About this exercise -
Respond with the count alone after checking every line in the material below for "Option".

Dataset records -
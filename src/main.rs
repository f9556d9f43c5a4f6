// Copyright (c) 2025 Erick Bourgeois, firestoned
// SPDX-License-Identifier: MIT

use anyhow::{Context, Result};
use clap::Parser;
use kube::Client;
use tokio::signal::unix::{signal, SignalKind};
use tracing::{debug, error, info, warn};

use meshdns::constants::{
    DEFAULT_MESH_DNS_SERVICE, DEFAULT_MESH_NAMESPACE, DNS_PORT, TOKIO_WORKER_THREADS,
};
use meshdns::provider;

/// Patches the cluster DNS provider (CoreDNS or KubeDNS) so the mesh
/// domain resolves through the mesh's own DNS server, then reverts the
/// patch when the controller shuts down.
#[derive(Parser)]
#[command(name = "meshdns")]
#[command(about = "Cluster DNS integration controller for Traefik Mesh", long_about = None)]
#[command(version)]
struct Cli {
    /// Namespace the mesh control plane runs in
    #[arg(long, default_value = DEFAULT_MESH_NAMESPACE)]
    mesh_namespace: String,

    /// Name of the mesh DNS Service
    #[arg(long, default_value = DEFAULT_MESH_DNS_SERVICE)]
    dns_service: String,

    /// Port the mesh DNS server listens on
    #[arg(long, default_value_t = DNS_PORT)]
    dns_port: u16,

    /// Leave the DNS provider patched on shutdown instead of restoring it
    #[arg(long)]
    no_restore: bool,
}

fn main() -> Result<()> {
    // Build Tokio runtime with custom thread names
    let runtime = tokio::runtime::Builder::new_multi_thread()
        .worker_threads(TOKIO_WORKER_THREADS)
        .thread_name("meshdns-controller")
        .enable_all()
        .build()?;

    runtime.block_on(async_main())
}

async fn async_main() -> Result<()> {
    let cli = Cli::parse();

    // Initialize logging with custom format
    // Format: timestamp file:line LEVEL message
    // Example: 2025-11-29T23:45:00.123456Z main.rs:49 INFO Starting Traefik Mesh DNS controller
    //
    // Respects RUST_LOG environment variable if set, otherwise defaults to INFO level
    // Example: RUST_LOG=debug meshdns
    //
    // Respects RUST_LOG_FORMAT environment variable for output format
    // Example: RUST_LOG_FORMAT=json meshdns
    let env_filter = tracing_subscriber::EnvFilter::try_from_default_env()
        .unwrap_or_else(|_| tracing_subscriber::EnvFilter::new("info"));

    let log_format = std::env::var("RUST_LOG_FORMAT").unwrap_or_else(|_| "text".to_string());

    match log_format.to_lowercase().as_str() {
        "json" => {
            tracing_subscriber::fmt()
                .with_env_filter(env_filter)
                .with_file(true)
                .with_line_number(true)
                .with_thread_names(true)
                .with_target(false)
                .json()
                .init();
        }
        _ => {
            tracing_subscriber::fmt()
                .with_env_filter(env_filter)
                .with_file(true)
                .with_line_number(true)
                .with_thread_names(true)
                .with_target(false)
                .with_ansi(true)
                .compact()
                .init();
        }
    }

    info!("Starting Traefik Mesh DNS controller");
    debug!("Logging initialized with file and line number tracking");

    // Initialize Kubernetes client
    debug!("Initializing Kubernetes client");
    let client = Client::try_default()
        .await
        .context("failed to initialize Kubernetes client")?;
    debug!("Kubernetes client initialized successfully");

    let dns_provider = match provider::detect(&client).await {
        Ok(found) => found,
        Err(err) => {
            error!(
                reason = err.reason(),
                "Failed to detect a supported cluster DNS provider: {}", err
            );
            return Err(err.into());
        }
    };

    if let Err(err) = dns_provider
        .configure(&client, &cli.mesh_namespace, &cli.dns_service, cli.dns_port)
        .await
    {
        error!(reason = err.reason(), "Failed to configure {}: {}", dns_provider, err);
        return Err(err.into());
    }

    info!("Cluster DNS provider configured, waiting for shutdown signal");
    wait_for_shutdown().await?;

    if cli.no_restore {
        warn!("Leaving DNS provider configuration in place (--no-restore)");
        return Ok(());
    }

    if let Err(err) = dns_provider.restore(&client).await {
        error!(reason = err.reason(), "Failed to restore {}: {}", dns_provider, err);
        return Err(err.into());
    }

    info!("Cluster DNS provider restored, shutting down");
    Ok(())
}

/// Completes once the controller receives SIGINT or SIGTERM.
async fn wait_for_shutdown() -> Result<()> {
    let mut interrupt =
        signal(SignalKind::interrupt()).context("failed to register SIGINT handler")?;
    let mut terminate =
        signal(SignalKind::terminate()).context("failed to register SIGTERM handler")?;

    tokio::select! {
        _ = interrupt.recv() => info!("Received SIGINT, shutting down"),
        _ = terminate.recv() => info!("Received SIGTERM, shutting down"),
    }

    Ok(())
}

#[cfg(test)]
#[path = "main_tests.rs"]
mod main_tests;
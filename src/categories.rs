/// Energy source registry for dataset 82610ENG.
///
/// Defines the known spellings of each exported energy source: the stable
/// CBS dimension key and the English label the `cbsodata` client returns
/// instead. This is the single source of truth for source keys; all other
/// modules classify records through a `CategoryTable` built from here (or
/// from a configuration override).
use crate::model::EnergySource;
use std::collections::BTreeMap;
use thiserror::Error;

// ---------------------------------------------------------------------------
// Registry
// ---------------------------------------------------------------------------

/// Known spellings of one energy source in the CBS data.
pub struct SourceKeys {
    pub source: EnergySource,
    /// CBS dimension key. The TypedDataSet pads these with a trailing space.
    pub code: &'static str,
    /// English dimension title.
    pub label: &'static str,
}

pub static SOURCE_REGISTRY: &[SourceKeys] = &[
    SourceKeys {
        source: EnergySource::Solar,
        code: "E006590",
        label: "Solar photovoltaic",
    },
    SourceKeys {
        source: EnergySource::OnshoreWind,
        code: "E006637",
        label: "Wind energy: onshore",
    },
    SourceKeys {
        source: EnergySource::OffshoreWind,
        code: "E006638",
        label: "Wind energy: offshore",
    },
];

/// Looks up a registry entry by CBS key. Surrounding whitespace is ignored.
pub fn find_by_code(code: &str) -> Option<&'static SourceKeys> {
    let code = code.trim();
    SOURCE_REGISTRY.iter().find(|k| k.code == code)
}

// ---------------------------------------------------------------------------
// Classifier table
// ---------------------------------------------------------------------------

/// Two different sources claim the same key.
#[derive(Debug, Clone, PartialEq, Error)]
#[error("key {key:?} maps to both {existing} and {conflicting}")]
pub struct CategoryConflict {
    pub key: String,
    pub existing: EnergySource,
    pub conflicting: EnergySource,
}

/// Exact-match lookup from a trimmed record key to its energy source.
///
/// Never matches partially: `"E00659"` or `"solar photovoltaic"` classify as
/// nothing rather than guessing.
#[derive(Debug, Clone, Default, PartialEq)]
pub struct CategoryTable {
    keys: BTreeMap<String, EnergySource>,
}

impl CategoryTable {
    pub fn new() -> Self {
        Self::default()
    }

    /// Table covering every code and label in `SOURCE_REGISTRY`.
    pub fn from_registry() -> Self {
        let mut table = Self::new();
        for entry in SOURCE_REGISTRY {
            table.keys.insert(entry.code.to_string(), entry.source);
            table.keys.insert(entry.label.to_string(), entry.source);
        }
        table
    }

    /// Adds a key. Re-adding a key for the same source is a no-op; blank keys
    /// are ignored.
    pub fn insert(&mut self, key: &str, source: EnergySource) -> Result<(), CategoryConflict> {
        let key = key.trim();
        if key.is_empty() {
            return Ok(());
        }
        match self.keys.get(key) {
            Some(&existing) if existing != source => Err(CategoryConflict {
                key: key.to_string(),
                existing,
                conflicting: source,
            }),
            Some(_) => Ok(()),
            None => {
                self.keys.insert(key.to_string(), source);
                Ok(())
            }
        }
    }

    pub fn classify(&self, raw_key: &str) -> Option<EnergySource> {
        self.keys.get(raw_key.trim()).copied()
    }

    /// Keys bound to a source, sorted.
    pub fn keys_for(&self, source: EnergySource) -> Vec<&str> {
        self.keys
            .iter()
            .filter(|(_, s)| **s == source)
            .map(|(k, _)| k.as_str())
            .collect()
    }

    pub fn covers(&self, source: EnergySource) -> bool {
        self.keys.values().any(|s| *s == source)
    }

    pub fn len(&self) -> usize {
        self.keys.len()
    }

    pub fn is_empty(&self) -> bool {
        self.keys.is_empty()
    }
}

// ---------------------------------------------------------------------------
// Tests
// ---------------------------------------------------------------------------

Solution to this problem -
2